### Problem description
How many lines in this data contain the string "impl"? Reply with the number only.

### Source material
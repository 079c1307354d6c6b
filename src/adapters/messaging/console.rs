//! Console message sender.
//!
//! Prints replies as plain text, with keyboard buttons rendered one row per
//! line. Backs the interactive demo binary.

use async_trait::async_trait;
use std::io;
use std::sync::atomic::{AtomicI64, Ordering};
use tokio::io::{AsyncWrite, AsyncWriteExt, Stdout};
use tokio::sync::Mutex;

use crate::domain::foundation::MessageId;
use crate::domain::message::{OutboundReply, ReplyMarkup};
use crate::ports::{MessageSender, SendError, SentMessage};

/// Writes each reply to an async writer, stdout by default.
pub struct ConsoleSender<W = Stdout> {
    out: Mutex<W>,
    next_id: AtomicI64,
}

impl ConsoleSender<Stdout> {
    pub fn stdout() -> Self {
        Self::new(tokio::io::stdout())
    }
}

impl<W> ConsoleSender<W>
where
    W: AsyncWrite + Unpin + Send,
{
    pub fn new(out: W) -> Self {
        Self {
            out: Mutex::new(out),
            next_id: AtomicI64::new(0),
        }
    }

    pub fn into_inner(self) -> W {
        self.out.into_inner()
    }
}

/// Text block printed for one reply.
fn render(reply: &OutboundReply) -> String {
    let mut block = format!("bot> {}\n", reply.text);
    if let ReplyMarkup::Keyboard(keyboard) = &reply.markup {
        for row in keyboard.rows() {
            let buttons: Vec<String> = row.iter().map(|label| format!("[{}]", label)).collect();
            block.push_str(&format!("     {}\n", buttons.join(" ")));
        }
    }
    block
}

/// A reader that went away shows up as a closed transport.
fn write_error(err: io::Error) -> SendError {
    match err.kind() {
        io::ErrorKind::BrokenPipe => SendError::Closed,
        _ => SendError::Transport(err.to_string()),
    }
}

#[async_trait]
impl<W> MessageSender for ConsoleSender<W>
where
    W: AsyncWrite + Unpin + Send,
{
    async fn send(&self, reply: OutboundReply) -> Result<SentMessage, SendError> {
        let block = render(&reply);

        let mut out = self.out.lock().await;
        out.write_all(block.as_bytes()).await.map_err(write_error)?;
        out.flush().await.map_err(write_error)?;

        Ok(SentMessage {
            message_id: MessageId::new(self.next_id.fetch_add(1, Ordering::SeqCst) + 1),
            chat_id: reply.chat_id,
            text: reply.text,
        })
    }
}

### Result of the task
3